A stack machine *is* a streamable representation of an AST. They are trivially convertible back and forth between each other, and I mean trivially.

December 18, 2012
On 12/18/2012 8:57 AM, Dmitry Olshansky wrote:
> But adequate bytecode designed for interpreters (see e.g. Lua) are designed for
> faster execution. The way CTFE is done now* is a polymorphic call per AST-node
> that does a lot of analysis that could be decided once and stored in ... *ehm*
> ... IR. Currently it's also somewhat mixed with semantic analysis (thus rising
> the complexity).

The architectural failings of CTFE are primary my fault from taking an implementation shortcut and building it out of enhancing the constant folding code.

They are not a demonstration of inherent superiority of one scheme or another. Nor does CTFE's problems indicate that modules should be represented as bytecode externally.

> Another point is that pointer chasing data-structures is not a recipe for fast
> repeated execution.
>
> To provide an analogy: executing calculation recursively on AST tree of
> expression is bound to be slower then running the same calculation straight on
> sanely encoded flat reverse-polish notation.
>
> A hit below belt: also peek at your own DMDScript - why bother with plain IR
> (_bytecode_!) for JavaScript if it could just fine be interpreted as is on AST-s?

Give me some credit for learning something over the last 12 years! I'm not at all convinced I'd use the same design if I were doing it now.

If I was doing it, and speed was paramount, I'd probably fix it to generate native code instead of bytecode and so execute code directly. Even simple JITs dramatically speeded up the early Java VMs.


December 18, 2012
On Tue, Dec 18, 2012 at 08:12:51AM -0800, Walter Bright wrote:
> On 12/18/2012 7:51 AM, H. S. Teoh wrote:
> >An idea occurred to me while reading this. What if, when compiling a module, say, the compiler not only emits object code, but also information like which functions are implied to be strongly pure, weakly pure, @safe, etc., as well as some kind of symbol dependency information. Basically, any derived information that isn't immediately obvious from the code is saved.
> >
> >Then when importing the module, the compiler doesn't have to re-derive all of this information, but it is immediately available.
> >
> >One can also include information like whether a function actually throws an exception (regardless of whether it's marked nothrow), which exception(s) it throws, etc.. This may open up the possibility of doing some things with the language that are currently infeasible, regardless of the obfuscation issue.
> 
> This is a binary import. It offers negligible advantages over .di files.
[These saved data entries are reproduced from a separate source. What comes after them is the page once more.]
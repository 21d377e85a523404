//! Parsing the device-info reply.
//!
//! Firmware builds answer the info request in one of three shapes:
//!
//! ```text
//! Json:            {"platform": "esp32", "flashSize": 4194304, ...}
//! KeyValue:        platform=esp32
//!                  flash_size=4194304
//! ColonSeparated:  Platform: esp32
//!                  Flash Size: 4MB
//! ```
//!
//! Each shape has its own parser producing key/value pairs; the pairs are
//! then mapped onto [`DeviceInfo`] by one shared key table.

use {
    crate::error::{Error, Result},
    serde_json::Value,
    std::{collections::BTreeMap, fmt},
};

/// Facts reported by the device. Every field may be missing.
#[derive(Debug, Clone, Default, PartialEq, Eq)]
#[cfg_attr(feature = "serde", derive(serde::Serialize))]
pub struct DeviceInfo {
    /// Port name, e.g. `esp32`.
    pub platform: Option<String>,
    /// Firmware version string.
    pub version: Option<String>,
    /// Unique chip identifier.
    pub chip_id: Option<String>,
    /// Flash size in bytes.
    pub flash_size: Option<u64>,
    /// RAM (heap) size in bytes.
    pub ram_size: Option<u64>,
    /// Station MAC address.
    pub mac_address: Option<String>,
    /// Keys the parser did not recognize, normalized.
    #[cfg_attr(feature = "serde", serde(skip_serializing_if = "BTreeMap::is_empty"))]
    pub extra: BTreeMap<String, String>,
}

/// The reply shapes the parser understands.
#[derive(Debug, Clone, Copy, PartialEq, Eq)]
pub enum InfoFormat {
    /// A JSON object.
    Json,
    /// `key=value` lines (or comma-separated pairs).
    KeyValue,
    /// `Key: value` lines.
    ColonSeparated,
}

impl InfoFormat {
    /// Guess the shape of `text`.
    pub fn detect(text: &str) -> Option<Self> {
        let text = text.trim();
        if text.starts_with('{') {
            Some(Self::Json)
        } else if text.lines().any(|line| line.contains('=')) {
            Some(Self::KeyValue)
        } else if text.lines().any(|line| line.contains(':')) {
            Some(Self::ColonSeparated)
        } else {
            None
        }
    }

    /// Split `text` into raw key/value pairs.
    pub fn pairs(self, text: &str) -> Result<Vec<(String, String)>> {
        match self {
            Self::Json => json_pairs(text),
            Self::KeyValue => Ok(key_value_pairs(text)),
            Self::ColonSeparated => Ok(colon_pairs(text)),
        }
    }
}

impl fmt::Display for InfoFormat {
    fn fmt(&self, f: &mut fmt::Formatter<'_>) -> fmt::Result {
        f.write_str(match self {
            Self::Json => "json",
            Self::KeyValue => "key=value",
            Self::ColonSeparated => "colon-separated",
        })
    }
}

fn json_pairs(text: &str) -> Result<Vec<(String, String)>> {
    let value: Value = serde_json::from_str(text.trim())
        .map_err(|e| Error::InvalidResponse(format!("device info is not valid JSON: {e}")))?;
    let Value::Object(map) = value else {
        return Err(Error::InvalidResponse(
            "device info JSON is not an object".into(),
        ));
    };

    Ok(map
        .into_iter()
        .filter(|(_, v)| !v.is_null())
        .map(|(k, v)| {
            let v = match v {
                Value::String(s) => s,
                other => other.to_string(),
            };
            (k, v)
        })
        .collect())
}

fn key_value_pairs(text: &str) -> Vec<(String, String)> {
    text.lines()
        .flat_map(|line| {
            // several pairs on one line are comma-separated
            if line.matches('=').count() > 1 {
                line.split(',').collect::<Vec<_>>()
            } else {
                vec![line]
            }
        })
        .filter_map(|pair| pair.split_once('='))
        .map(|(k, v)| (k.trim().to_string(), v.trim().to_string()))
        .collect()
}

fn colon_pairs(text: &str) -> Vec<(String, String)> {
    text.lines()
        .filter_map(|line| line.split_once(':'))
        .map(|(k, v)| (k.trim().to_string(), v.trim().to_string()))
        .collect()
}

/// `chipId`, `Chip ID` and `chip-id` all become `chip_id`.
pub fn normalize_key(key: &str) -> String {
    let mut out = String::with_capacity(key.len() + 4);
    let mut prev_lower = false;
    for ch in key.trim().chars() {
        if ch.is_uppercase() && prev_lower {
            out.push('_');
        }
        prev_lower = ch.is_lowercase() || ch.is_ascii_digit();
        match ch {
            ' ' | '-' | '.' => out.push('_'),
            c => out.extend(c.to_lowercase()),
        }
    }
    while out.contains("__") {
        out = out.replace("__", "_");
    }
    out.trim_matches('_').to_string()
}

/// Parse a size such as `4194304`, `0x400000`, `4MB` or `320 KiB`.
pub fn parse_size(value: &str) -> Option<u64> {
    let value = value.trim();
    if let Some(hex) = value
        .strip_prefix("0x")
        .or_else(|| value.strip_prefix("0X"))
    {
        return u64::from_str_radix(hex, 16).ok();
    }

    let split = value
        .find(|c: char| !c.is_ascii_digit())
        .unwrap_or(value.len());
    let (number, unit) = value.split_at(split);
    let number: u64 = number.parse().ok()?;
    let multiplier = match unit.trim().to_ascii_lowercase().as_str() {
        "" | "b" | "bytes" => 1,
        "k" | "kb" | "kib" => 1024,
        "m" | "mb" | "mib" => 1024 * 1024,
        "g" | "gb" | "gib" => 1024 * 1024 * 1024,
        _ => return None,
    };
    number.checked_mul(multiplier)
}

impl DeviceInfo {
    /// Parse an info reply, detecting its shape.
    pub fn parse(text: &str) -> Result<Self> {
        let format = InfoFormat::detect(text).ok_or_else(|| {
            Error::InvalidResponse(format!("unrecognized device info: {:?}", text.trim()))
        })?;
        Self::parse_as(format, text)
    }

    /// Parse an info reply of a known shape.
    pub fn parse_as(format: InfoFormat, text: &str) -> Result<Self> {
        let mut info = Self::default();
        for (key, value) in format.pairs(text)? {
            info.set(&normalize_key(&key), value);
        }
        Ok(info)
    }

    fn set(&mut self, key: &str, value: String) {
        if value.is_empty() {
            return;
        }
        match key {
            "platform" | "board" | "machine" | "sysname" => self.platform = Some(value),
            "version" | "firmware" | "fw_version" | "release" => self.version = Some(value),
            "chip_id" | "unique_id" | "uid" | "id" => self.chip_id = Some(value),
            "flash_size" | "flash" => self.flash_size = parse_size(&value),
            "ram_size" | "ram" | "memory" | "heap_size" => self.ram_size = parse_size(&value),
            "mac_address" | "mac" => self.mac_address = Some(value),
            other => {
                self.extra.insert(other.to_string(), value);
            },
        }
    }
}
I was thinking more along the lines of things like fully automatic purity, safety, exception inference. For example, every function body eventually has to be processed by the compiler, so if a particular function is inferred to throw exception X, for example, then when its callers are compiled, this fact can be propagated to them. To do this for the whole program might be infeasible due to the sheer size of things, but if a module contains, for each function exposed by the API, a list of all thrown exceptions, then when the module is imported this information is available up-front and can be propagated further up the call chain. Same thing goes with purity and @safe.

This may even allow us to make pure/@safe/nothrow fully automated so that you don't have to explicitly state them (except when you want the compiler to verify that what you wrote is actually pure, safe, etc.).


T

-- 
Тише едешь, дальше будешь.